For a taste of the kind of work needed to make this go in practice, here are some example configs:
1 By platform
Breaking it down by platform:
1.1 macOS
Jack on macOS works now. For a few years its only working version was hidden deep in the GitHub bug reports. Development on this project stutters. But it seems to be the most flexible and most cross-platform. Sometimes it is too flexible, requiring much confusing configuration through a horrible GUI.
BlackHole is new and I have not tried it yet.
Soundflower is inflexible and periodically unmaintained despite intermittent commercial backing. Fragility hell in these free options is avoided somewhat by Loopback, a rather expensive commercial competitor which is maintained, but AFAICT doesn’t have the flexibility of Soundflower as far as routing audio from an app back to the app as with external apps, and seems to only do stereo. Maybe owners Rogue Amoeba will use that funding to keep maintaining their product, having ruined Soundflower on their own watch? But should I reward that behaviour by buying a license?
Apparently I did. VB Audio Cables is also real.
1.2 Linux
See Linux audio hell. In principle, Jack should work well there, relatively speaking, as it comes from Linux.
1.3 Windows
Jack seems to work on Windows. But there is also… VB Audio Cables which is by many accounts a viable workalike for Windows.
2 Jack
JackAss routes MIDI from jack-blind hosts:
JackAss is a VST plugin that provides JACK-MIDI support for VST hosts. Simply load the plugin in your favourite host to get a JACK-MIDI port. Each new plugin instance creates a new MIDI port.

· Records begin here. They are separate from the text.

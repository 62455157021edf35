//! Session error types

use std::io;
use std::path::PathBuf;

use thiserror::Error;

use crate::hidpp::{ErrorCode, FrameError};

/// Error report sent back by a device in place of a response.
#[derive(Debug, Clone, Copy, PartialEq, Eq)]
pub struct DeviceError {
    /// Device index the error frame was addressed from
    pub device_index: u8,
    /// Sub-id of the request the device rejected
    pub sub_id: u8,
    /// Device error code
    pub code: ErrorCode,
}

impl std::fmt::Display for DeviceError {
    fn fmt(&self, f: &mut std::fmt::Formatter<'_>) -> std::fmt::Result {
        write!(
            f,
            "device 0x{:02X} rejected sub-id 0x{:02X}: {}",
            self.device_index, self.sub_id, self.code
        )
    }
}

/// Errors that can occur during session operations
#[derive(Error, Debug)]
pub enum HidrawError {
    // Transport errors
    #[error("Cannot open {}: {source}", path.display())]
    TransportUnavailable {
        path: PathBuf,
        #[source]
        source: io::Error,
    },

    #[error("I/O error: {0}")]
    Io(io::Error),

    #[error("Short transfer: expected {expected} bytes, got {actual}")]
    ShortTransfer { expected: usize, actual: usize },

    #[error("Device disconnected")]
    Disconnected,

    // Descriptor errors
    #[error("Report descriptor error: {0}")]
    DeviceDescriptor(String),

    // Device-side rejection
    #[error("Protocol error: {0}")]
    Protocol(DeviceError),

    // Lifecycle errors
    #[error("Event loop already started")]
    AlreadyStarted,

    #[error("Session is closed")]
    Closed,

    #[error("Operation cancelled")]
    Cancelled,

    // Dispatch
    #[error("No report handler bound")]
    NoHandlerBound,

    // Argument errors
    #[error("Invalid buffer length {len} (expected 1..={max})")]
    InvalidLength { len: usize, max: usize },

    #[error("Malformed frame: {0}")]
    Frame(#[from] FrameError),
}

impl HidrawError {
    /// Connectivity fault (as opposed to a device-side rejection or a
    /// programming error). Callers may choose to retry these.
    pub fn is_transport(&self) -> bool {
        matches!(
            self,
            Self::TransportUnavailable { .. }
                | Self::Io(_)
                | Self::ShortTransfer { .. }
                | Self::Disconnected
                | Self::Closed
        )
    }

    /// The device answered with an error frame.
    pub fn device_error(&self) -> Option<&DeviceError> {
        match self {
            Self::Protocol(e) => Some(e),
            _ => None,
        }
    }
}

impl From<io::Error> for HidrawError {
    fn from(e: io::Error) -> Self {
        match e.raw_os_error() {
            Some(libc::ENODEV) | Some(libc::ESHUTDOWN) | Some(libc::EPIPE) => {
                HidrawError::Disconnected
            }
            _ => HidrawError::Io(e),
        }
    }
}

impl From<nix::errno::Errno> for HidrawError {
    fn from(e: nix::errno::Errno) -> Self {
        io::Error::from(e).into()
    }
}

impl From<DeviceError> for HidrawError {
    fn from(e: DeviceError) -> Self {
        HidrawError::Protocol(e)
    }
}

pub type Result<T> = std::result::Result<T, HidrawError>;

#[cfg(test)]
mod tests {
    use super::*;

    #[test]
    fn test_enodev_maps_to_disconnect() {
        let err: HidrawError = io::Error::from_raw_os_error(libc::ENODEV).into();
        assert!(matches!(err, HidrawError::Disconnected));
        assert!(err.is_transport());
    }

    #[test]
    fn test_protocol_error_is_not_transport() {
        let err = HidrawError::Protocol(DeviceError {
            device_index: 0xFF,
            sub_id: 0x81,
            code: ErrorCode::Busy,
        });
        assert!(!err.is_transport());
        assert_eq!(err.device_error().map(|e| e.code), Some(ErrorCode::Busy));
        assert_eq!(
            err.to_string(),
            "Protocol error: device 0xFF rejected sub-id 0x81: ERR_BUSY"
        );
    }
}
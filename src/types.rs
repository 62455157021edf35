//! Common types for the session layer

use std::fs;
use std::path::{Path, PathBuf};

use serde::{Deserialize, Serialize};

use crate::error::{HidrawError, Result};

/// HID report class (kernel `HID_*_REPORT`)
#[derive(Debug, Clone, Copy, PartialEq, Eq, Hash)]
pub enum ReportKind {
    Input,
    Output,
    Feature,
}

impl ReportKind {
    /// Kernel numbering for the report type
    pub fn as_raw(self) -> u8 {
        match self {
            Self::Input => 0,
            Self::Output => 1,
            Self::Feature => 2,
        }
    }
}

/// Request direction (kernel `HID_REQ_GET_REPORT` / `HID_REQ_SET_REPORT`)
#[derive(Debug, Clone, Copy, PartialEq, Eq, Hash)]
pub enum Direction {
    Get,
    Set,
}

/// Event loop lifecycle
#[derive(Debug, Clone, Copy, PartialEq, Eq, Default)]
pub enum EventLoopState {
    #[default]
    NotStarted,
    Running,
    StopRequested,
    Stopped,
}

/// Names the hidraw node a session binds to
#[derive(Debug, Clone, PartialEq, Eq, Serialize, Deserialize)]
pub struct DeviceDescriptor {
    /// Device node, e.g. `/dev/hidraw3`
    pub devnode: PathBuf,
}

impl DeviceDescriptor {
    pub fn new(devnode: impl Into<PathBuf>) -> Self {
        Self {
            devnode: devnode.into(),
        }
    }

    /// Resolve the hidraw node of a HID device from its sysfs directory
    /// (e.g. `/sys/bus/hid/devices/0003:046D:C52B.0004`).
    pub fn from_hid_sysfs(hid_path: &Path) -> Result<Self> {
        let hidraw_dir = hid_path.join("hidraw");
        let entries = fs::read_dir(&hidraw_dir).map_err(|source| {
            HidrawError::TransportUnavailable {
                path: hidraw_dir.clone(),
                source,
            }
        })?;

        for entry in entries.flatten() {
            let name = entry.file_name();
            let name_str = name.to_string_lossy();
            if name_str.starts_with("hidraw") {
                return Ok(Self::new(Path::new("/dev").join(name_str.as_ref())));
            }
        }

        Err(HidrawError::TransportUnavailable {
            path: hidraw_dir,
            source: std::io::Error::new(std::io::ErrorKind::NotFound, "no hidraw node"),
        })
    }
}

/// Identity reported by the hidraw node
#[derive(Debug, Clone, Default, PartialEq, Eq, Serialize)]
pub struct DeviceInfo {
    /// Bus type (`BUS_USB` = 0x03, `BUS_BLUETOOTH` = 0x05)
    pub bus_type: u32,
    pub vendor_id: u16,
    pub product_id: u16,
    /// Device node, if the session was opened from one
    pub devnode: Option<PathBuf>,
}

/// Session tuning
#[derive(Debug, Clone, PartialEq, Eq, Deserialize)]
#[serde(default)]
pub struct SessionConfig {
    /// Name of the event reader thread
    pub thread_name: String,
    /// Capacity of the report broadcast channel
    pub event_capacity: usize,
}

impl Default for SessionConfig {
    fn default() -> Self {
        Self {
            thread_name: "hidraw-events".into(),
            event_capacity: 256,
        }
    }
}

/// Input report as seen by broadcast subscribers
#[derive(Debug, Clone, PartialEq)]
pub struct TimestampedReport {
    /// Seconds since the session was opened
    pub timestamp: f64,
    /// Raw report bytes, report id first
    pub data: Vec<u8>,
}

internal routing with JACK explains why you can’t make it do what you expect with routing sub-buses to different apps — you need lots of virtual channels:
With a basic implementation of JACK now set up, we can begin to tweak JACK to our needs—internal routing. For those of you with larger 8-channel interfaces, you probably have noticed a slight problem with JACK: you do not have all eight microphone inputs available anymore! This is because we need to tell JACK how many inputs we want (both in and out).
For OS X users, simply adjust the Virtual I/O settings under Preferences until your hearts content and you should be good to go. For Linux and PC users however, things are not so easy. While the Channel I/O option sounds like a perfect match, it really does nothing most of the time. Instead we need to edit an .INI file.
- Close down JACK, as well as any connected apps.
- Go to where you installed JACK (most likely C:Files(x86)).
- In the 32 or 64 bit folder (depending on what version you are using) there is a file called JackRouter.ini
- Open JackRouter.ini with Notepad, and change the input and output values to however many channels you want. Presto!
- Restart Jack Control, enter your DAW, and you should now have a multitude of inputs and outputs at your disposal.
perhaps this is /etc/jackdrc
and ~/.jackdrc
on Ubuntu?
3 iOS
-
iOS routing board.
Connect hardware inputs and outputs, Audio Unit extensions, Inter-App Audio apps, Audiobus, soundfile players, built-in signal processing and filters, in any configuration you want.
Route anything to anywhere with mix-busses, effect sends, audiobus ports, and external multi-channel audio interfaces.
Play hosted synths and instruments using the built-in keyboard or external MIDI controllers, or sequence them from other apps using Virtual MIDI.
Record mixes, individual tracks, or both, straight into the storage space of AudioShare (no copying of files needed), with synchronized start and end.
Play back recordings, soundfiles and loops as channel sources in the mixer for backing tracks, further processing or mixing.
Route MIDI in any way you like using the MIDI matrix.